Última vez

Aquel día en el que estaba a punto de comer saltamontes fritos comprados en un puestecito ambulante en alguna calle de Oaxaca, tuve claro que aquella iba a ser la primera vez que un insecto iba a servirme de alimento. Preparé todos mis sentidos para analizar y entender aquel sabor nuevo que mis ojos no podían aceptar pero que mi olfato y mi sabor, sobre todo mi sabor, reconocían como nuevo. Toda mi energía enfocada en entender la textura de aquello que comía por primera vez. Mi memoria almacenando cada detalle para que, años mas tarde, pudiera recordar la experiencia de aquella primera vez que comí saltamontes fritos.

En aquel vuelo en el que descubrí que se escondían algunos pequeños agujeros en la superficie de mi cráneo con burbujas de aire que se condensaban y se expandían a cada cambio de presión produciendo un dolor infinito similar a un alfiler clavándose en mi cabeza, tuve claro, sin ningún tipo de duda, que era la primera vez que volaba. La sensación de estar encerrado en una caja de metal que, en apenas una hora, me llevaría a un lugar en el que normalmente necesitaba un día entero para llegar, quedó, de nuevo, grabado en el disco duro de mi memoria como la primera vez que volaba en avión.

La primera vez, sin necesidad de semáforos en verde. Consciente que es la primera vez, sin trompetas de salida, sin el silencio tras subir el telón, sin la tensión de la pelota que una vez ha llegado a lo más alto se detiene, por unas décimas de segundo, para volver a caer. Siempre entendiendo que ésa es la primera vez.

Aquél verano en el que recogimos las tiendas del camping de Son Bou y con los coches alquilados fuimos al aeropuerto de Mahón, no fuimos conscientes que nunca más volveríamos a Menorca. Nos fuimos con la misma dejadez con la que nos fuimos todos y cada uno de los años anteriores, sabiendo con seguridad que volveríamos al año siguiente. Pero no regresamos. Nunca jamás regresamos, y si lo hicimos, lo hicimos de otra manera, menos salvajes, menos nosotros, más otras personas ajenas, como extraños.

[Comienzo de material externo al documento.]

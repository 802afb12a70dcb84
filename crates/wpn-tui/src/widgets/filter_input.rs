//! FilterInput — wraps tui-input for the filter box in the controls row.

use ratatui::crossterm::event::{Event, KeyCode, KeyEvent};
use ratatui::{
    layout::Rect,
    style::Style,
    text::{Line, Span},
    widgets::Paragraph,
    Frame,
};
use tui_input::{backend::crossterm::EventHandler, Input};
use unicode_width::UnicodeWidthChar;

use crate::theme::{C_FILTER_BG, C_FILTER_FG, C_MUTED};

pub const PLACEHOLDER: &str = "Filter by channel, artist, or song...";

#[derive(Debug, Clone, PartialEq)]
pub enum FilterAction {
    Changed(String),
    Confirmed,
    Cancelled,
    None,
}

pub struct FilterInput {
    input: Input,
    active: bool,
    placeholder: String,
}

impl FilterInput {
    pub fn new(placeholder: impl Into<String>) -> Self {
        Self {
            input: Input::default(),
            active: false,
            placeholder: placeholder.into(),
        }
    }

    pub fn activate(&mut self) {
        self.active = true;
    }

    pub fn deactivate(&mut self) {
        self.active = false;
    }

    pub fn text(&self) -> &str {
        self.input.value()
    }

    pub fn is_active(&self) -> bool {
        self.active
    }

    /// Handle a key event. Returns what happened.
    ///
    /// Esc clears a non-empty input and stays open; on an empty input it
    /// closes the filter.  Enter keeps the text and closes.
    pub fn handle_key(&mut self, key: KeyEvent) -> FilterAction {
        match key.code {
            KeyCode::Esc => {
                if !self.input.value().is_empty() {
                    self.input = Input::default();
                    FilterAction::Changed(String::new())
                } else {
                    self.deactivate();
                    FilterAction::Cancelled
                }
            }
            KeyCode::Enter => {
                self.deactivate();
                FilterAction::Confirmed
            }
            _ => {
                let before = self.input.value().to_string();
                self.input.handle_event(&Event::Key(key));
                if self.input.value() == before {
                    // Cursor movement only.
                    FilterAction::None
                } else {
                    FilterAction::Changed(self.input.value().to_string())
                }
            }
        }
    }

    /// Render the input into a single row.
    pub fn draw(&self, frame: &mut Frame, area: Rect) {
        let inner_width = area.width.saturating_sub(2) as usize;
        let scroll = self.input.visual_scroll(inner_width);
        let value = self.input.value();
        let display = if value.is_empty() {
            Span::styled(format!(" {}", self.placeholder), Style::default().fg(C_MUTED))
        } else {
            Span::styled(
                format!(" {}", skip_columns(value, scroll)),
                Style::default().fg(C_FILTER_FG),
            )
        };

        let paragraph = Paragraph::new(Line::from(display)).style(Style::default().bg(C_FILTER_BG));
        frame.render_widget(paragraph, area);

        if self.active && area.width > 0 {
            let cursor_x = area.x + 1 + (self.input.visual_cursor().saturating_sub(scroll)) as u16;
            frame.set_cursor_position((cursor_x.min(area.x + area.width - 1), area.y));
        }
    }
}

/// Drop leading characters until `columns` display columns are consumed.
fn skip_columns(value: &str, columns: usize) -> &str {
    let mut used = 0;
    for (idx, ch) in value.char_indices() {
        if used >= columns {
            return &value[idx..];
        }
        used += ch.width().unwrap_or(0);
    }
    ""
}

impl Default for FilterInput {
    fn default() -> Self {
        Self::new(PLACEHOLDER)
    }
}

#[cfg(test)]
mod tests {
    use super::*;
    use ratatui::crossterm::event::KeyModifiers;

    fn key(code: KeyCode) -> KeyEvent {
        KeyEvent::new(code, KeyModifiers::NONE)
    }

    fn type_str(input: &mut FilterInput, s: &str) -> Vec<FilterAction> {
        s.chars().map(|c| input.handle_key(key(KeyCode::Char(c)))).collect()
    }

    #[test]
    fn test_every_edit_emits_changed() {
        let mut input = FilterInput::default();
        input.activate();
        let actions = type_str(&mut input, "ro");
        assert_eq!(
            actions,
            [
                FilterAction::Changed("r".into()),
                FilterAction::Changed("ro".into())
            ]
        );
        assert_eq!(
            input.handle_key(key(KeyCode::Backspace)),
            FilterAction::Changed("r".into())
        );
    }

    #[test]
    fn test_cursor_keys_do_not_emit_changed() {
        let mut input = FilterInput::default();
        type_str(&mut input, "ab");
        assert_eq!(input.handle_key(key(KeyCode::Left)), FilterAction::None);
        assert_eq!(input.text(), "ab");
    }

    #[test]
    fn test_esc_clears_then_closes() {
        let mut input = FilterInput::default();
        input.activate();
        type_str(&mut input, "jazz");
        assert_eq!(input.handle_key(key(KeyCode::Esc)), FilterAction::Changed(String::new()));
        assert!(input.is_active());
        assert_eq!(input.handle_key(key(KeyCode::Esc)), FilterAction::Cancelled);
        assert!(!input.is_active());
    }

    #[test]
    fn test_enter_keeps_text() {
        let mut input = FilterInput::default();
        input.activate();
        type_str(&mut input, "miles");
        assert_eq!(input.handle_key(key(KeyCode::Enter)), FilterAction::Confirmed);
        assert!(!input.is_active());
        assert_eq!(input.text(), "miles");
    }

    #[test]
    fn test_skip_columns_handles_wide_chars() {
        assert_eq!(skip_columns("abc", 1), "bc");
        assert_eq!(skip_columns("日本語", 2), "本語");
        assert_eq!(skip_columns("ab", 5), "");
    }
}
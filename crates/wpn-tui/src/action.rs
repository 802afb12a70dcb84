//! Action enum — all user-initiated intents and internal events.

/// Unique identifier for a focusable component.
#[derive(Debug, Clone, Copy, PartialEq, Eq, Hash)]
pub enum ComponentId {
    Controls,
    Cards,
}

/// All actions that can flow through the system.
/// Components produce Actions; the App dispatches them.
#[derive(Debug, Clone, PartialEq)]
pub enum Action {
    // ── Data ─────────────────────────────────────────────────────────────────
    Refresh,
    FilterChanged(String),

    // ── Navigation ───────────────────────────────────────────────────────────
    FocusNext,
    FocusPrev,
    FocusPane(ComponentId),
    ScrollUp(usize),
    ScrollDown(usize),
    ScrollTop,
    ScrollBottom,

    // ── Filter ───────────────────────────────────────────────────────────────
    OpenFilter,
    CloseFilter,

    // ── App ──────────────────────────────────────────────────────────────────
    Quit,
    Resize(u16, u16),
    Noop,
}
//! Status bar — the refresh status line and the keybindings footer.

use ratatui::{
    layout::Rect,
    style::{Color, Modifier, Style},
    text::{Line, Span},
    widgets::Paragraph,
    Frame,
};

use crate::theme::{C_MODE_FILTER, C_MODE_NORMAL, C_MUTED, C_SECONDARY, C_TOAST_ERROR};

#[derive(Debug, Clone, Copy, PartialEq)]
pub enum InputMode {
    Normal,
    Filter,
}

impl InputMode {
    pub fn label(self) -> &'static str {
        match self {
            Self::Normal => "NORMAL",
            Self::Filter => "FILTER",
        }
    }

    pub fn color(self) -> Color {
        match self {
            Self::Normal => C_MODE_NORMAL,
            Self::Filter => C_MODE_FILTER,
        }
    }

    fn keys(self) -> &'static str {
        match self {
            Self::Normal => {
                " r refresh  f or / filter  ↑↓/jk scroll  PgUp/PgDn page  g/G top/bottom  Tab focus  q quit"
            }
            Self::Filter => " type to filter  Enter keep  Esc clear+close  Tab next pane  Ctrl-C quit",
        }
    }
}

/// One row: the last refresh problem, or the source when all is well.
pub fn draw_status_line(frame: &mut Frame, area: Rect, status: Option<&str>, source: &str) {
    let span = match status {
        Some(msg) => Span::styled(format!(" {}", msg), Style::default().fg(C_TOAST_ERROR)),
        None => Span::styled(format!(" source: {}", source), Style::default().fg(C_SECONDARY)),
    };
    frame.render_widget(Paragraph::new(Line::from(span)), area);
}

/// Draw the keybindings footer bar (one row).
pub fn draw_keys_bar(frame: &mut Frame, area: Rect, mode: InputMode) {
    let line = Line::from(vec![
        Span::styled(
            format!(" {} ", mode.label()),
            Style::default().fg(mode.color()).add_modifier(Modifier::BOLD),
        ),
        Span::styled(mode.keys(), Style::default().fg(C_MUTED)),
    ]);
    frame.render_widget(Paragraph::new(line), area);
}
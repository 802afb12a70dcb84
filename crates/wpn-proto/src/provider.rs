//! Snapshot providers — the only way the dashboard learns about channels.
//!
//! A provider has one job: return a complete [`Snapshot`] or fail.  It never
//! retries; a failed fetch simply leaves the caller with its previous data.

use std::future::Future;
use std::path::PathBuf;
use std::time::Duration;

use tracing::debug;

use crate::config::SourceConfig;
use crate::error::ProviderError;
use crate::model::Snapshot;

pub trait SnapshotProvider: Send + Sync {
    /// Fetch every channel's current listing.
    fn fetch(&self) -> impl Future<Output = Result<Snapshot, ProviderError>> + Send;

    /// Human-readable origin, for logs and the status line.
    fn describe(&self) -> String;
}

// ── HTTP ──────────────────────────────────────────────────────────────────────

pub struct HttpProvider {
    client: reqwest::Client,
    url: String,
}

impl HttpProvider {
    pub fn new(url: impl Into<String>, timeout: Duration) -> Result<Self, ProviderError> {
        let client = reqwest::Client::builder()
            .user_agent(concat!("wpn/", env!("CARGO_PKG_VERSION")))
            .timeout(timeout)
            .build()?;
        Ok(Self {
            client,
            url: url.into(),
        })
    }
}

impl SnapshotProvider for HttpProvider {
    async fn fetch(&self) -> Result<Snapshot, ProviderError> {
        debug!("GET {}", self.url);
        let response = self.client.get(&self.url).send().await?;
        let status = response.status();
        if !status.is_success() {
            return Err(ProviderError::Status(status.as_u16()));
        }
        let text = response.text().await?;
        Snapshot::from_json_str(&text)
    }

    fn describe(&self) -> String {
        self.url.clone()
    }
}

// ── File ──────────────────────────────────────────────────────────────────────

pub struct FileProvider {
    path: PathBuf,
}

impl FileProvider {
    pub fn new(path: impl Into<PathBuf>) -> Self {
        Self { path: path.into() }
    }
}

impl SnapshotProvider for FileProvider {
    async fn fetch(&self) -> Result<Snapshot, ProviderError> {
        let text = tokio::fs::read_to_string(&self.path)
            .await
            .map_err(|source| ProviderError::Io {
                path: self.path.clone(),
                source,
            })?;
        Snapshot::from_json_str(&text)
    }

    fn describe(&self) -> String {
        self.path.display().to_string()
    }
}

// ── Command ───────────────────────────────────────────────────────────────────

pub struct CommandProvider {
    program: String,
    args: Vec<String>,
    timeout: Duration,
}

impl CommandProvider {
    pub fn new(program: impl Into<String>, args: Vec<String>, timeout: Duration) -> Self {
        Self {
            program: program.into(),
            args,
            timeout,
        }
    }
}

impl SnapshotProvider for CommandProvider {
    async fn fetch(&self) -> Result<Snapshot, ProviderError> {
        debug!("running {} {:?}", self.program, self.args);
        let child = tokio::process::Command::new(&self.program)
            .args(&self.args)
            .stdin(std::process::Stdio::null())
            .stdout(std::process::Stdio::piped())
            .stderr(std::process::Stdio::piped())
            .kill_on_drop(true)
            .spawn()
            .map_err(|source| ProviderError::Spawn {
                program: self.program.clone(),
                source,
            })?;

        let output = match tokio::time::timeout(self.timeout, child.wait_with_output()).await {
            Ok(result) => result.map_err(|source| ProviderError::Spawn {
                program: self.program.clone(),
                source,
            })?,
            Err(_) => {
                return Err(ProviderError::Timeout {
                    program: self.program.clone(),
                    timeout_secs: self.timeout.as_secs(),
                })
            }
        };

        if !output.status.success() {
            return Err(ProviderError::command_failed(
                &self.program,
                output.status,
                &output.stderr,
            ));
        }
        let text = String::from_utf8(output.stdout).map_err(|e| {
            ProviderError::Malformed(format!("{} wrote invalid UTF-8: {}", self.program, e))
        })?;
        Snapshot::from_json_str(&text)
    }

    fn describe(&self) -> String {
        if self.args.is_empty() {
            self.program.clone()
        } else {
            format!("{} {}", self.program, self.args.join(" "))
        }
    }
}

// ── Configured source ─────────────────────────────────────────────────────────

/// The provider picked by configuration.
pub enum Source {
    Http(HttpProvider),
    File(FileProvider),
    Command(CommandProvider),
}

impl Source {
    pub fn from_config(config: &SourceConfig) -> Result<Self, ProviderError> {
        Ok(match config {
            SourceConfig::Http { url, timeout_secs } => Self::Http(HttpProvider::new(
                url.clone(),
                Duration::from_secs(*timeout_secs),
            )?),
            SourceConfig::File { path } => Self::File(FileProvider::new(path.clone())),
            SourceConfig::Command {
                program,
                args,
                timeout_secs,
            } => Self::Command(CommandProvider::new(
                program.clone(),
                args.clone(),
                Duration::from_secs(*timeout_secs),
            )),
        })
    }
}

impl SnapshotProvider for Source {
    async fn fetch(&self) -> Result<Snapshot, ProviderError> {
        match self {
            Self::Http(p) => p.fetch().await,
            Self::File(p) => p.fetch().await,
            Self::Command(p) => p.fetch().await,
        }
    }

    fn describe(&self) -> String {
        match self {
            Self::Http(p) => p.describe(),
            Self::File(p) => p.describe(),
            Self::Command(p) => p.describe(),
        }
    }
}
//! AppState — read-only data shared with every component.
//!
//! Owned by App; components receive `&AppState` in draw and handle_* calls.

use crate::session::Session;
use crate::widgets::status_bar::InputMode;
use crate::widgets::toast::SPINNER_FRAMES;

pub struct AppState {
    pub session: Session,
    pub input_mode: InputMode,
    /// Last refresh problem, cleared by the next applied refresh.
    pub status: Option<String>,
    /// Where snapshots come from, as the provider describes it.
    pub source: String,
    pub show_keys_bar: bool,
    /// Current spinner frame, advanced by the toast tick.
    pub spinner: &'static str,
}

impl AppState {
    pub fn new(source: String, show_keys_bar: bool) -> Self {
        Self {
            session: Session::new(),
            input_mode: InputMode::Normal,
            status: None,
            source,
            show_keys_bar,
            spinner: SPINNER_FRAMES[0],
        }
    }
}
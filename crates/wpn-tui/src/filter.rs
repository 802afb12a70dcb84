//! Filter engine — which channels are visible for a given filter text.
//!
//! Matching is a case-insensitive substring test against the channel name,
//! then every track's title and artist in history order.  A channel either
//! matches as a whole or not at all; its history is never cut down to the
//! matching tracks.

use wpn_proto::{ChannelHistory, Snapshot};

use crate::theme::DisplayColor;

/// A channel that survived the filter, with its stable card color.
#[derive(Debug, Clone, PartialEq, Eq)]
pub struct VisibleEntry {
    pub channel: String,
    pub history: ChannelHistory,
    pub color: DisplayColor,
}

/// Visible channels for `filter_text`, in snapshot order.
///
/// The color index counts every snapshot entry, including channels skipped
/// for having no usable history.
pub fn compute_visible(snapshot: &Snapshot, filter_text: &str) -> Vec<VisibleEntry> {
    let needle = filter_text.to_lowercase();
    snapshot
        .channels()
        .iter()
        .enumerate()
        .filter_map(|(i, entry)| {
            let history = entry.history.as_ref()?;
            if !channel_matches(&entry.name, history, &needle) {
                return None;
            }
            Some(VisibleEntry {
                channel: entry.name.clone(),
                history: history.clone(),
                color: DisplayColor::for_index(i),
            })
        })
        .collect()
}

/// `needle` must already be lowercase.
pub fn channel_matches(name: &str, history: &ChannelHistory, needle: &str) -> bool {
    if needle.is_empty() || name.to_lowercase().contains(needle) {
        return true;
    }
    history.tracks().iter().any(|track| {
        track.title.to_lowercase().contains(needle) || track.artist.to_lowercase().contains(needle)
    })
}
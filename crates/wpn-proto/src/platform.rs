use std::path::PathBuf;

const APP_DIR: &str = "wpn";

pub fn data_dir() -> PathBuf {
    // On macOS and Linux, use ~/.local/share/wpn/ (XDG standard)
    // instead of macOS Application Support for consistency
    #[cfg(unix)]
    {
        dirs::home_dir()
            .unwrap_or_else(|| PathBuf::from("/tmp"))
            .join(".local")
            .join("share")
            .join(APP_DIR)
    }
    #[cfg(windows)]
    {
        dirs::data_local_dir()
            .unwrap_or_else(|| PathBuf::from("."))
            .join(APP_DIR)
    }
}

pub fn config_dir() -> PathBuf {
    #[cfg(unix)]
    {
        if let Some(xdg) = std::env::var_os("XDG_CONFIG_HOME") {
            if !xdg.is_empty() {
                return PathBuf::from(xdg).join(APP_DIR);
            }
        }
        dirs::home_dir()
            .unwrap_or_else(|| PathBuf::from("/tmp"))
            .join(".config")
            .join(APP_DIR)
    }
    #[cfg(windows)]
    {
        dirs::config_dir()
            .unwrap_or_else(|| PathBuf::from("."))
            .join(APP_DIR)
    }
}

pub fn log_path() -> PathBuf {
    data_dir().join("wpn.log")
}
impl<P: SnapshotProvider + 'static> App<P> {
    pub fn new(provider: P, auto_refresh: Option<Duration>, show_keys_bar: bool) -> Self {
        let (tx, rx) = mpsc::channel(256);
        let source = provider.describe();
        Self {
            provider: Arc::new(provider),
            state: AppState::new(source, show_keys_bar),
            focus: FocusRing::default(),
            header: Header::new(),
            controls: Controls::new(),
            cards: CardList::new(),
            toast: ToastManager::new(),
            areas: PaneAreas::default(),
            auto_refresh,
            tx,
            rx: Some(rx),
            should_quit: false,
        }
    }

    // ── Main run loop ─────────────────────────────────────────────────────────

    pub async fn run(mut self) -> anyhow::Result<()> {
        enable_raw_mode()?;
        let mut stdout = io::stdout();
        execute!(stdout, EnterAlternateScreen, EnableMouseCapture)?;
        let mut terminal = Terminal::new(CrosstermBackend::new(stdout))?;
        debug!("terminal ready, size={:?}", terminal.size());

        let result = self.event_loop(&mut terminal).await;

        // ── Teardown ──────────────────────────────────────────────────────────
        disable_raw_mode()?;
        execute!(
            terminal.backend_mut(),
            LeaveAlternateScreen,
            DisableMouseCapture
        )?;
        terminal.show_cursor()?;
        info!("wpn exiting");
        result
    }

    async fn event_loop(
        &mut self,
        terminal: &mut Terminal<CrosstermBackend<io::Stdout>>,
    ) -> anyhow::Result<()> {
        let mut rx = self
            .rx
            .take()
            .ok_or_else(|| anyhow::anyhow!("event loop already started"))?;

        // ── Background task: keyboard/mouse events ────────────────────────────
        // Stops within one poll period once `rx` is dropped, so the runtime's
        // blocking pool can shut down without waiting for another keypress.
        let event_tx = self.tx.clone();
        tokio::task::spawn_blocking(move || read_terminal_events(event_tx));

        // ── Periodic timers ───────────────────────────────────────────────────
        // Toast expiry + spinner animation.
        let mut toast_tick = tokio::time::interval(Duration::from_millis(100));
        toast_tick.set_missed_tick_behavior(MissedTickBehavior::Skip);

        let mut auto_refresh = self.auto_refresh.map(|period| {
            let mut interval = tokio::time::interval_at(Instant::now() + period, period);
            interval.set_missed_tick_behavior(MissedTickBehavior::Skip);
            interval
        });

        // First load, as if the user had pressed `r`.
        self.dispatch(Action::Refresh);

        let mut needs_redraw = true;
        loop {
            if needs_redraw {
                terminal.draw(|f| self.draw(f))?;
            }
            needs_redraw = false;

            if self.should_quit {
                break;
            }

            tokio::select! {
                Some(msg) = rx.recv() => {
                    needs_redraw = self.handle_message(msg);
                }
                _ = toast_tick.tick() => {
                    needs_redraw = self.on_toast_tick();
                }
                _ = async {
                    match auto_refresh.as_mut() {
                        Some(interval) => { interval.tick().await; }
                        None => std::future::pending::<()>().await,
                    }
                } => {
                    needs_redraw = self.on_auto_refresh_tick();
                }
            }
        }
        Ok(())
    }

    // ── Timers ────────────────────────────────────────────────────────────────

    /// Expire toasts and advance the spinner.  Redraws while anything is
    /// animating, and once more on the tick that clears the last toast.
    fn on_toast_tick(&mut self) -> bool {
        let had_toasts = !self.toast.is_empty();
        self.toast.tick();
        self.state.spinner = self.toast.spinner_glyph();
        had_toasts || self.state.session.is_refreshing()
    }

    /// Periodic refresh; skipped while an earlier refresh is still running.
    fn on_auto_refresh_tick(&mut self) -> bool {
        if self.state.session.is_refreshing() {
            debug!("auto-refresh skipped: a refresh is still running");
            return false;
        }
        self.dispatch(Action::Refresh);
        true
    }

    // ── Message handler ───────────────────────────────────────────────────────

    /// Returns `true` if the message requires a redraw.
    fn handle_message(&mut self, msg: AppMessage) -> bool {
        match msg {
            AppMessage::Event(ev) => match ev {
                Event::Key(key) => {
                    if key.kind == KeyEventKind::Release {
                        return false;
                    }
                    for a in self.handle_key(key) {
                        self.dispatch(a);
                    }
                }
                Event::Mouse(mouse) => {
                    for a in self.handle_mouse(mouse) {
                        self.dispatch(a);
                    }
                }
                Event::Resize(w, h) => self.dispatch(Action::Resize(w, h)),
                _ => return false,
            },
            AppMessage::SnapshotFetched(ticket, result) => self.on_snapshot_fetched(ticket, result),
        }
        true
    }

    fn on_snapshot_fetched(&mut self, ticket: RefreshTicket, result: Result<Snapshot, ProviderError>) {
        let outcome = self.state.session.finish_refresh(ticket, result);
        let still_running = self.state.session.is_refreshing();
        match outcome {
            Ok(RefreshOutcome::Applied { channels, usable }) => {
                self.state.status = None;
                let msg = format!("{} of {} channels have data", usable, channels);
                if still_running {
                    self.toast.success(msg);
                } else {
                    self.toast.resolve_spinner(Severity::Success, msg);
                }
            }
            Ok(RefreshOutcome::Superseded) => {
                if !still_running {
                    self.toast.dismiss_spinner();
                }
            }
            Err(e) => {
                self.state.status = Some(format!("refresh failed: {} (showing previous data)", e));
                let msg = format!("refresh failed: {}", e);
                if still_running {
                    self.toast.error(msg);
                } else {
                    self.toast.resolve_spinner(Severity::Error, msg);
                }
            }
        }
    }

    // ── Key handling ──────────────────────────────────────────────────────────

    fn handle_key(&mut self, key: KeyEvent) -> Vec<Action> {
        if key.code == KeyCode::Char('c') && key.modifiers.contains(KeyModifiers::CONTROL) {
            return vec![Action::Quit];
        }

        match key.code {
            KeyCode::Tab => return vec![Action::FocusNext],
            KeyCode::BackTab => return vec![Action::FocusPrev],
            _ => {}
        }

        if self.state.input_mode == InputMode::Normal {
            match key.code {
                KeyCode::Char('q') => return vec![Action::Quit],
                KeyCode::Char('r') => return vec![Action::Refresh],
                KeyCode::Char('f') | KeyCode::Char('/') => return vec![Action::OpenFilter],
                _ => {}
            }
        }

        let s = &self.state;
        match self.focus.current() {
            Some(ComponentId::Controls) => self.controls.handle_key(key, s),
            Some(ComponentId::Cards) => self.cards.handle_key(key, s),
            None => vec![],
        }
    }

    // ── Mouse handling ────────────────────────────────────────────────────────

    fn handle_mouse(&mut self, event: MouseEvent) -> Vec<Action> {
        let (col, row) = (event.column, event.row);
        let areas = self.areas;
        let s = &self.state;

        if hit(areas.controls, col, row) {
            return self.controls.handle_mouse(event, areas.controls, s);
        }
        if hit(areas.cards, col, row) {
            let mut actions = self.cards.handle_mouse(event, areas.cards, s);
            if matches!(event.kind, MouseEventKind::Down(_)) && !self.focus.is_focused(ComponentId::Cards) {
                actions.insert(0, Action::FocusPane(ComponentId::Cards));
            }
            return actions;
        }
        vec![]
    }

    // ── Action dispatcher ─────────────────────────────────────────────────────

    fn dispatch(&mut self, action: Action) {
        let secondary: Vec<Action> = {
            let s = &self.state;
            let mut out = Vec::new();
            out.extend(self.controls.on_action(&action, s));
            out.extend(self.cards.on_action(&action, s));
            out
        };

        self.apply_action(action);

        for a in secondary {
            self.apply_action(a);
        }
    }

    fn apply_action(&mut self, action: Action) {
        match &action {
            Action::ScrollUp(_) | Action::ScrollDown(_) | Action::Noop => {}
            _ => debug!("apply_action: {:?}", action),
        }
        match action {
            Action::Refresh => self.start_refresh(),
            Action::FilterChanged(text) => self.state.session.set_filter_text(&text),

            Action::OpenFilter => {
                self.focus.set(ComponentId::Controls);
                self.state.input_mode = InputMode::Filter;
            }
            Action::CloseFilter => {
                self.state.input_mode = InputMode::Normal;
                self.focus.set(ComponentId::Cards);
            }
            Action::FocusNext => {
                self.focus.next();
                self.sync_input_mode();
            }
            Action::FocusPrev => {
                self.focus.prev();
                self.sync_input_mode();
            }
            Action::FocusPane(id) => {
                self.focus.set(id);
                self.sync_input_mode();
            }

            Action::Quit => {
                info!("quit requested");
                self.should_quit = true;
            }

            // Scrolling is owned by the card list; resize just redraws.
            Action::ScrollUp(_)
            | Action::ScrollDown(_)
            | Action::ScrollTop
            | Action::ScrollBottom
            | Action::Resize(..)
            | Action::Noop => {}
        }
    }

    /// The filter is open exactly while the controls row has focus.
    fn sync_input_mode(&mut self) {
        let want = if self.focus.is_focused(ComponentId::Controls) {
            Action::OpenFilter
        } else {
            Action::CloseFilter
        };
        let mode = match want {
            Action::OpenFilter => InputMode::Filter,
            _ => InputMode::Normal,
        };
        if mode != self.state.input_mode {
            self.state.input_mode = mode;
            self.controls.on_action(&want, &self.state);
        }
    }

    fn start_refresh(&mut self) {
        let ticket = self.state.session.begin_refresh();
        info!("refresh {:?} requested from {}", ticket, self.state.source);
        self.toast.spinner("refreshing…");

        let provider = Arc::clone(&self.provider);
        let tx = self.tx.clone();
        tokio::spawn(async move {
            let result = provider.fetch().await;
            if tx.send(AppMessage::SnapshotFetched(ticket, result)).await.is_err() {
                debug!("refresh {:?} finished after shutdown", ticket);
            }
        });
    }

    // ── Drawing ───────────────────────────────────────────────────────────────

    fn draw(&mut self, frame: &mut Frame) {
        let area = frame.area();
        frame.render_widget(Block::default().style(Style::default().bg(C_BG)), area);

        let keys_h = if self.state.show_keys_bar { 1 } else { 0 };
        let rows = Layout::default()
            .direction(Direction::Vertical)
            .constraints([
                Constraint::Length(2),
                Constraint::Length(1),
                Constraint::Min(3),
                Constraint::Length(1),
                Constraint::Length(keys_h),
            ])
            .split(area);

        self.areas = PaneAreas {
            controls: rows[1],
            cards: rows[2],
        };

        self.header.draw(frame, rows[0], &self.state);
        let controls_focused = self.focus.is_focused(ComponentId::Controls);
        self.controls.draw(frame, rows[1], controls_focused, &self.state);
        let cards_focused = self.focus.is_focused(ComponentId::Cards);
        self.cards.draw(frame, rows[2], cards_focused, &self.state);

        status_bar::draw_status_line(
            frame,
            rows[3],
            self.state.status.as_deref(),
            &self.state.source,
        );
        if self.state.show_keys_bar {
            status_bar::draw_keys_bar(frame, rows[4], self.state.input_mode);
        }

        self.toast.draw(frame, area);
    }
}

No sabíamos que aquél iba a ser el último verano de aquellos veranos en los que aún éramos jóvenes y aún no habíamos acumulado adioses.

No nos despedimos de las plazas en las que solíamos quemar las noches, ni supimos que aquella copa iba a ser la última copa de la última borrachera que íbamos a sufrir juntos. No nos despedimos de aquellos amigos a los que pensamos ver el día siguiente, ni de los que se fueron por un tiempo, mientras esperábamos a «que esto se resolviera«. No nos miramos los unos a los otros con la intensidad del emigrante que cruza el Atlántico hasta un nuevo mundo dejando atrás su tierra para siempre y ve la ciudad desaparecer a la distancia. Ese adiós justo antes de la colisión del meteorito.

Nunca guardé ese último beso que nos dimos sin saber que iba a ser la última vez que nos íbamos a besar. No memoricé sus rincones porque nunca supe que iba a ser la última vez que los iba a recorrer con mis dedos. Nunca lloré su último adiós al cerrar la puerta y bajar las escaleras, justo cuando el ruido del ascensor ocultaba el sonido de sus pasos, porque no sabía que sería la última vez que sus pies pisarían mis escalones. Nunca intenté distinguir todas las motas de polvo en los cristales de mi ventana, porque siempre, pensé, iban a estar sucios para mirarlos con ella.

La última vez, sin necesidad de semáforos en rojo. Inconsciente última vez, sin trompetas de llegada, sin el aplauso tras bajar el telón, sin la tensión de esa pelota que una vez ha subido a lo más alto se detiene, por unas décimas de segundo, para caer de nuevo. Nunca entender cuando es la última vez.

Ahora, que he aprendido que no hay marca en el calendario, voy a mirar cada lugar con la melancolía del que es consciente que será la última vez que estará frente a la orilla. Cada edificio, cada acera, cada señal de tráfico, cada rayo de sol entre las columnas de los templos, cada amanecer y cada nuevo día como si fuera el último, y ya no habrá mañana. Cada tono de azul, cada olor, cada cielo gris, cada mota de polvo. De cada amigo me despediré con el abrazo del que sabe que nunca jamás van a volver a encontrarse. Escucharé sus pies bajando por las escaleras sabiendo que será la última vez que los oiga rozando los escalones.

Y a ti, a ti te besaré como si cada beso fuera el último que nos fuéramos a dar. Memorizaré todos tus rincones con las yemas de mis dedos, hasta que sea capaz de dibujarlos con los ojos cerrados. Solo de esta manera entenderé que siempre es la última vez y preparé mis sentidos para no echarte de menos cuando ya te hayas ido.